Am Dienstag hatten sich Vertreter der Rebellen und der südkoreanischen Regierung auf die Freilassung aller verbleibenden 19 Geiseln geeinigt. Seoul hatte zugesichert - wie bereits zuvor geplant - seine rund 200 Soldaten bis Jahresende aus Afghanistan abzuziehen sowie "keine Missionare mehr nach Afghanistan zu schicken". Beobachter in Afghanistan gingen aber davon aus, dass Seoul auch ein hohes Lösegeld bezahlt habe. Ursprünglich hatten die Taliban die Freilassung inhaftierter Gesinnungsgenossen verlangt. Die afghanische Regierung war darauf nicht eingegangen.

Der afghanische Außenminister Rangin Dadfar Spanta räumte im rbb- Inforadio ein, dass der Eindruck entstanden sei, die Taliban hätten sich durchgesetzt. "Bedauerlicherweise (...) kann das so interpretiert werden." Zum angekündigten Abzug der südkoreanischen Truppen sagte Spanta, dies sei seit Monaten mit der Regierung in Kabul vereinbart. Man sei damit einverstanden gewesen, dass Seoul die zivilen Wiederaufbauaktivitäten verstärken wolle. Die rund 200 koreanischen Soldaten hätten "sowieso mehr symbolische Bedeutung", sagte er. "Aber wenn nach außen der Eindruck erweckt wird, dass die Internationale Gemeinschaft und die afghanische Regierung sich erpressen lassen, dann ist das eine sehr gefährliche Botschaft."

Bangen um deutsche Geisel geht weiter

Nach der Freilassung der Südkoreaner geht das Bangen um die deutsche Geisel weiter. Bundeskanzlerin Angela Merkel (CDU) hatte am Mittwoch die Bemühungen der Bundesregierung um die Freilassung des 62-Jährigen unterstrichen. Sie hatte zugleich betont, die Freilassung der Südkoreaner habe auf den deutschen Fall zunächst keine Auswirkungen. Vize-Regierungssprecher Thomas Steg hatte betont, gesagt es bleibe dabei, dass die Bundesregierung nicht erpressbar sei.

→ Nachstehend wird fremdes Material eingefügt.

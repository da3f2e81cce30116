//! Per-revision file-status records and the tables they index into.
//!
//! The history walker fills a [`CacheContents`]: an insertion-ordered map from
//! [`RevisionKey`] to [`FileStatusRecord`] plus the directory and file
//! [`PathTable`]s. Records store table indices instead of strings, so every
//! distinct path is kept once no matter how many revisions touch it.
//!
//! # Public API
//! - [`FileStatusRecord`]: Files touched by one revision, with their status flags
//! - [`MergeParent`]: Which parent of a merge the record is relative to
//! - [`PathTable`]: Interning table of directory or file names
//! - [`RevFileMap`]: Ordered revision → record map
//! - [`CacheContents`]: Everything the cache persists

use crate::core::{file_status::FileStatus, revision::RevisionKey};
use indexmap::IndexMap;
use std::collections::HashMap;

/// Revision index, iterated in insertion order.
pub type RevFileMap = IndexMap<RevisionKey, FileStatusRecord>;

/// Parent a file-status record is computed against.
#[derive(Debug, Clone, Copy, PartialEq, Eq, Default)]
pub enum MergeParent {
    #[default]
    NotMerge,
    /// Zero-based parent index of a merge commit
    Parent(u32),
}

impl MergeParent {
    const NOT_MERGE_WIRE: i32 = -1;

    pub fn to_wire(self) -> i32 {
        match self {
            MergeParent::NotMerge => Self::NOT_MERGE_WIRE,
            MergeParent::Parent(n) => n as i32,
        }
    }

    /// Decode the stored value; any negative value means "not a merge"
    pub fn from_wire(value: i32) -> Self {
        if value < 0 {
            MergeParent::NotMerge
        } else {
            MergeParent::Parent(value as u32)
        }
    }
}

#[derive(Debug, Clone, PartialEq, Eq, Default)]
pub struct FileStatusRecord {
    /// Indices into the file table
    pub names: Vec<u32>,
    /// Indices into the directory table
    pub dirs: Vec<u32>,
    pub status: Vec<FileStatus>,
    pub merge_parent: MergeParent,
}

impl FileStatusRecord {
    pub fn new(merge_parent: MergeParent) -> Self {
        Self {
            merge_parent,
            ..Default::default()
        }
    }

    pub fn push(&mut self, dir: u32, name: u32, status: FileStatus) {
        self.dirs.push(dir);
        self.names.push(name);
        self.status.push(status);
    }

    pub fn len(&self) -> usize {
        self.names.len()
    }

    pub fn is_empty(&self) -> bool {
        self.names.is_empty()
    }

    /// Resolve the record's entries to `(path, status)` pairs.
    ///
    /// Entries whose indices fall outside the tables are skipped.
    pub fn paths<'a>(
        &'a self,
        dirs: &'a PathTable,
        files: &'a PathTable,
    ) -> impl Iterator<Item = (String, FileStatus)> + 'a {
        self.dirs
            .iter()
            .zip(&self.names)
            .zip(&self.status)
            .filter_map(move |((&dir, &name), &status)| {
                let dir = dirs.get(dir)?;
                let name = files.get(name)?;
                let path = if dir.is_empty() {
                    name.to_string()
                } else {
                    format!("{dir}/{name}")
                };
                Some((path, status))
            })
    }
}

/// Ordered table of distinct strings referenced by index.
#[derive(Debug, Clone, Default, PartialEq, Eq)]
pub struct PathTable {
    entries: Vec<String>,
    lookup: HashMap<String, u32>,
}

impl PathTable {
    pub fn new() -> Self {
        Self::default()
    }

    /// Return the index of `value`, appending it when unseen
    pub fn intern(&mut self, value: &str) -> u32 {
        if let Some(&idx) = self.lookup.get(value) {
            return idx;
        }
        let idx = self.entries.len() as u32;
        self.entries.push(value.to_string());
        self.lookup.insert(value.to_string(), idx);
        idx
    }

    pub fn get(&self, idx: u32) -> Option<&str> {
        self.entries.get(idx as usize).map(String::as_str)
    }

    pub fn len(&self) -> usize {
        self.entries.len()
    }

    pub fn is_empty(&self) -> bool {
        self.entries.is_empty()
    }

    pub fn as_slice(&self) -> &[String] {
        &self.entries
    }
}

impl From<Vec<String>> for PathTable {
    /// Build a table keeping the given order. Duplicates keep their slot but
    /// lookups resolve to the first occurrence.
    fn from(entries: Vec<String>) -> Self {
        let mut lookup = HashMap::with_capacity(entries.len());
        for (idx, entry) in entries.iter().enumerate() {
            lookup.entry(entry.clone()).or_insert(idx as u32);
        }
        Self { entries, lookup }
    }
}

/// The revision index together with its path tables.
#[derive(Debug, Clone, Default, PartialEq)]
pub struct CacheContents {
    pub revisions: RevFileMap,
    pub dirs: PathTable,
    pub files: PathTable,
}

impl CacheContents {
    pub fn new() -> Self {
        Self::default()
    }

    /// True when nothing was loaded (cold start)
    pub fn is_empty(&self) -> bool {
        self.revisions.is_empty() && self.dirs.is_empty() && self.files.is_empty()
    }

    /// Number of revisions that `save` would write
    pub fn persistable_count(&self) -> usize {
        self.revisions
            .keys()
            .filter(|key| key.is_persistable())
            .count()
    }
}
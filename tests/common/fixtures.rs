//! Test data generation utilities and predefined scenarios

#![allow(dead_code)]

use super::repository::*;
use git_revcache::core::error::Result;
use git_revcache::{CacheContents, FileStatus, FileStatusRecord, MergeParent, RevisionKey};

/// Scenario: three linear commits touching nested paths.
/// Returns the repository and the commit shas, oldest first.
pub fn create_linear_repo() -> Result<(TestRepo, Vec<String>)> {
    let repo = setup_test_repo()?;
    let mut shas = Vec::new();

    create_file(&repo.path, "README.md", "hello\n")?;
    create_file(&repo.path, "src/main.rs", "fn main() {}\n")?;
    shas.push(commit_all(&repo.path, "Initial commit")?);

    create_file(&repo.path, "src/main.rs", "fn main() { println!(); }\n")?;
    create_file(&repo.path, "src/lib.rs", "pub mod core;\n")?;
    shas.push(commit_all(&repo.path, "Add library")?);

    remove_file(&repo.path, "README.md")?;
    shas.push(commit_all(&repo.path, "Drop readme")?);

    Ok((repo, shas))
}

/// Scenario: a feature branch merged back with a merge commit.
/// Returns the repository and the merge commit sha.
pub fn create_merge_repo() -> Result<(TestRepo, String)> {
    let repo = setup_test_repo()?;
    create_file(&repo.path, "base.txt", "base\n")?;
    commit_all(&repo.path, "Base")?;

    create_branch(&repo.path, "feature")?;
    create_file(&repo.path, "feature.txt", "feature\n")?;
    commit_all(&repo.path, "Feature work")?;

    checkout_previous(&repo.path)?;
    create_file(&repo.path, "docs/main.txt", "main\n")?;
    commit_all(&repo.path, "Main work")?;

    let merge_sha = merge(&repo.path, "feature")?;
    Ok((repo, merge_sha))
}

/// 40-character key derived from a number
pub fn sha(n: u32) -> String {
    format!("{n:040x}")
}

/// In-memory index of `count` revisions spread over a few directories
pub fn sample_contents(count: u32) -> CacheContents {
    let mut contents = CacheContents::new();
    let statuses = [
        FileStatus::Modified,
        FileStatus::New,
        FileStatus::Deleted,
        FileStatus::Renamed,
        FileStatus::Copied,
        FileStatus::Unknown,
    ];
    for n in 0..count {
        let merge_parent = if n % 5 == 4 {
            MergeParent::Parent(1)
        } else {
            MergeParent::NotMerge
        };
        let mut record = FileStatusRecord::new(merge_parent);
        for i in 0..(n % 4 + 1) {
            let dir = contents.dirs.intern(&format!("src/module{}", (n + i) % 3));
            let name = contents.files.intern(&format!("file{}.rs", (n * 7 + i) % 11));
            record.push(dir, name, statuses[((n + i) % 6) as usize]);
        }
        contents.revisions.insert(RevisionKey::new(sha(n + 1)), record);
    }
    contents
}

Der Bauingenieur Rudolf B. war gemeinsam mit einem weiteren Deutschen verschleppt worden, der später erschossen wurde. Die Geisel und fünf Afghanen, die mit ihm entführt wurden, sollen sich in der Hand einer lokalen Taliban-Gruppe mit kriminellem Hintergrund befinden, die nur lose Kontakte zu den straffer organisierten Taliban von Mullah Omar unterhält.